VOTING TRUST AGREEMENT REGARDING APPOINTMENT OF DIRECTORS
Exhibit 99.8
VOTING TRUST AGREEMENT REGARDING APPOINTMENT OF DIRECTORS
THIS AGREEMENT is made this 11th day of August, 2017.
AMONG:
a company incorporated under the laws of the Province of Ontario
(the "Company")
- and -
CANNAMED FINANCIAL CORP.
(the "Voting Trustee")
- and -
The Xxxx Family Trust, Xxxxxx Xxxx 2013 Family Trust ("Xxxxxx"), The Xxxxxx (2016) Family Trust, Cajun Capital Corporation, Dancap Private Equity Inc. ("Dancap"), Xxxxx Xxxxxx Structured Lending Fund and Forum Financial Corporation
(collectively, the "Participating Shareholders")
RECITALS:
A. | As of the date hereof, each of the Participating Shareholders owns the number of common shares (the "Common Shares") of the Company set out opposite the person's name in Schedule "A" hereto (the "Voting Trust Shares"). |
B. | The parties hereto are entering this Agreement contemporaneously with the completion of the initial public offering of the Common Shares of the Company. |
C. | The Participating Shareholders have agreed to enter into this agreement with the other parties hereto in order to appoint the Voting Trustee or its assignee as their proxies and attorneys-in-fact with the right to direct the voting of their Voting Trust Shares and any Common Shares that are subsequently acquired by them (each, an "Equity Share" and collectively, the "Equity Shares") with regard to the appointment of directors of the Company and for no other purpose. |
NOW THEREFORE in consideration of the mutual covenants and agreements contained in this Agreement and other good and valuable consideration (the receipt and sufficiency of which are hereby acknowledged by each of the parties), the parties agree as follows:
ARTICLE 1
POWER OF ATTORNEY AND PROXY
1.1 | Grant of Power of Attorney and Proxy |
Subject to Section 1.2 hereof, each Participating Shareholder hereby irrevocably appoints the Voting Trustee, the attorneys-in-fact and proxies of such Participating Shareholder, each with full power of substitution:
(i) | to attend any meeting of the shareholders of the Company, including any adjournment or postponement thereof, on behalf of such Participating Shareholder, and at such meeting, with respect to all Equity Shares owned by such Participating Shareholder on the date hereof or acquired hereafter that are entitled to vote at such meeting or over which such Participating Shareholder has voting power (or the power to direct the voting in respect of), to vote such Equity Shares as decided by the Voting Trustee in its sole discretion with regard to the appointment of directors of the Company and for no other purpose; and |
(ii) | to execute and deliver one or more consents in writing (pursuant to Section 104 of the Business Corporations Act (Ontario)) in lieu of such meeting or adjournment thereof. |
1.2 | Dancap and Xxxxxx |
Section 1.1 hereof shall only be applicable to each of Dancap and Xxxxxx as follows:
(i) | in the case of Dancap, Xxxxxx Xxx is a director of the Company, unless Xxxxxx Xxx has resigned as a director of the Company, in which case Dancap shall remain bound by Section 1.1 hereof; |
(ii) | in the case of Xxxxxx, Xxxxxx Xxxx is a director of the Company, unless Xxxxxx Xxxx has resigned as a director of the Company, in which case Xxxxxx shall remain bound by Section 1.1 hereof; and |
(iii) | Equity Shares owned on the date hereof shall be subject to this Agreement and not any Equity Shares acquired hereafter. |
1.3 | Proxy Terms |
Each Participating Shareholder affirms that this power of attorney and proxy is coupled with an interest and, as such, is, to the fullest extent provided by law, irrevocable.
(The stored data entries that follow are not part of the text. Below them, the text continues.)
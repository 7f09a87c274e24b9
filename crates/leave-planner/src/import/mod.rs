//! CSV import of leave requests and leave-type catalogs.

mod parser;

use crate::leave::domain::{
    LeaveError, LeaveRequest, LeaveRequestId, LeaveStatus, LeaveType, LeaveTypeId,
    NewLeaveRequest, UserId,
};
use crate::leave::store::LeaveRequestStore;
use parser::{LeaveTypeRow, RequestRow};
use std::collections::HashSet;
use std::io::Read;
use std::path::Path;
use tracing::info;

const DEFAULT_LEAVE_COLOR: &str = "#9ca3af";

#[derive(Debug)]
pub enum LeaveImportError {
    Io(std::io::Error),
    Csv(csv::Error),
    InvalidField {
        row: usize,
        field: &'static str,
        value: String,
    },
    DuplicateId(LeaveRequestId),
    Leave { row: usize, source: LeaveError },
}

impl std::fmt::Display for LeaveImportError {
    fn fmt(&self, f: &mut std::fmt::Formatter<'_>) -> std::fmt::Result {
        match self {
            LeaveImportError::Io(err) => write!(f, "failed to read leave export: {}", err),
            LeaveImportError::Csv(err) => write!(f, "invalid leave CSV data: {}", err),
            LeaveImportError::InvalidField { row, field, value } => {
                write!(f, "row {}: invalid {} '{}'", row, field, value)
            }
            LeaveImportError::DuplicateId(id) => {
                write!(f, "leave request id '{}' appears more than once", id)
            }
            LeaveImportError::Leave { row, source } => write!(f, "row {}: {}", row, source),
        }
    }
}

impl std::error::Error for LeaveImportError {
    fn source(&self) -> Option<&(dyn std::error::Error + 'static)> {
        match self {
            LeaveImportError::Io(err) => Some(err),
            LeaveImportError::Csv(err) => Some(err),
            LeaveImportError::Leave { source, .. } => Some(source),
            LeaveImportError::InvalidField { .. } | LeaveImportError::DuplicateId(_) => None,
        }
    }
}

impl From<std::io::Error> for LeaveImportError {
    fn from(err: std::io::Error) -> Self {
        Self::Io(err)
    }
}

impl From<csv::Error> for LeaveImportError {
    fn from(err: csv::Error) -> Self {
        Self::Csv(err)
    }
}

/// Loads leave data exported by the persistence layer.
///
/// Request CSV columns: `id,user_id,leave_type,start_date,end_date,
/// half_day_start,half_day_end,status,reason,created_at`. Only `user_id`,
/// `leave_type`, `start_date` and `end_date` are required; a blank id gets an
/// `import-NNNN` id, a blank status means pending, and a blank `created_at`
/// falls back to the start date at midnight UTC.
pub struct LeaveCsvImporter;

impl LeaveCsvImporter {
    pub fn requests_from_path<P: AsRef<Path>>(path: P) -> Result<LeaveRequestStore, LeaveImportError> {
        let file = std::fs::File::open(path)?;
        Self::requests_from_reader(file)
    }

    pub fn requests_from_reader<R: Read>(reader: R) -> Result<LeaveRequestStore, LeaveImportError> {
        let rows: Vec<RequestRow> = parser::parse_rows(reader)?;
        let mut seen = HashSet::new();
        let mut requests = Vec::with_capacity(rows.len());

        for (index, row) in rows.into_iter().enumerate() {
            let request = request_from_row(index + 1, row)?;
            if !seen.insert(request.id.clone()) {
                return Err(LeaveImportError::DuplicateId(request.id));
            }
            requests.push(request);
        }

        info!(count = requests.len(), "imported leave requests");
        Ok(LeaveRequestStore::from_requests(requests))
    }

    pub fn leave_types_from_path<P: AsRef<Path>>(path: P) -> Result<Vec<LeaveType>, LeaveImportError> {
        let file = std::fs::File::open(path)?;
        Self::leave_types_from_reader(file)
    }

    pub fn leave_types_from_reader<R: Read>(reader: R) -> Result<Vec<LeaveType>, LeaveImportError> {
        let rows: Vec<LeaveTypeRow> = parser::parse_rows(reader)?;
        rows.into_iter()
            .enumerate()
            .map(|(index, row)| {
                let deductible = parser::parse_flag(&row.deductible).ok_or_else(|| {
                    LeaveImportError::InvalidField {
                        row: index + 1,
                        field: "deductible",
                        value: row.deductible.clone(),
                    }
                })?;
                Ok(LeaveType {
                    id: LeaveTypeId(row.id),
                    name: row.name,
                    color: row
                        .color
                        .unwrap_or_else(|| DEFAULT_LEAVE_COLOR.to_string()),
                    deductible,
                })
            })
            .collect()
    }
}

fn request_from_row(row_number: usize, row: RequestRow) -> Result<LeaveRequest, LeaveImportError> {
    let invalid = |field: &'static str, value: &str| LeaveImportError::InvalidField {
        row: row_number,
        field,
        value: value.to_string(),
    };

    let start_date =
        parser::parse_date(&row.start_date).ok_or_else(|| invalid("start_date", &row.start_date))?;
    let end_date =
        parser::parse_date(&row.end_date).ok_or_else(|| invalid("end_date", &row.end_date))?;

    let flag = |field: &'static str, value: Option<&str>| match value {
        Some(raw) => parser::parse_flag(raw).ok_or_else(|| invalid(field, raw)),
        None => Ok(false),
    };
    let half_day_start = flag("half_day_start", row.half_day_start.as_deref())?;
    let half_day_end = flag("half_day_end", row.half_day_end.as_deref())?;

    let status = match row.status.as_deref() {
        Some(raw) => raw
            .parse::<LeaveStatus>()
            .map_err(|_| invalid("status", raw))?,
        None => LeaveStatus::Pending,
    };

    let submission = NewLeaveRequest {
        user_id: UserId(row.user_id),
        leave_type: LeaveTypeId(row.leave_type),
        start_date,
        end_date,
        half_day_start,
        half_day_end,
        reason: row.reason.unwrap_or_default(),
    };
    submission
        .validate()
        .map_err(|source| LeaveImportError::Leave {
            row: row_number,
            source,
        })?;

    let created_at = match row.created_at.as_deref() {
        Some(raw) => parser::parse_timestamp(raw).ok_or_else(|| invalid("created_at", raw))?,
        None => start_date
            .and_hms_opt(0, 0, 0)
            .map(|naive| naive.and_utc())
            .ok_or_else(|| invalid("start_date", &row.start_date))?,
    };

    let id = row
        .id
        .map(LeaveRequestId)
        .unwrap_or_else(|| LeaveRequestId(format!("import-{row_number:04}")));

    Ok(LeaveRequest {
        id,
        user_id: submission.user_id,
        leave_type: submission.leave_type,
        start_date,
        end_date,
        half_day_start,
        half_day_end,
        status,
        reason: submission.reason,
        created_at,
        version: 1,
    })
}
1.4 | Revocation of Prior or Subsequent Proxies |
This Agreement revokes any and all other powers of attorney and proxies heretofore granted by each and any Participating Shareholder to vote or otherwise to act with respect to any of the Equity Shares to which the power of attorney and proxy granted under this Article 1 relates. No Participating Shareholder shall give any subsequent power of attorney and/or proxy (and such power of attorney and/or proxy, if given, shall be deemed not to be effective) with respect to such Equity Shares that purports to grant authority within the scope of the authority hereby conferred, except on the express condition that such power of attorney and/or proxy shall not be effective unless and until this power of attorney and proxy shall have terminated in accordance with its terms.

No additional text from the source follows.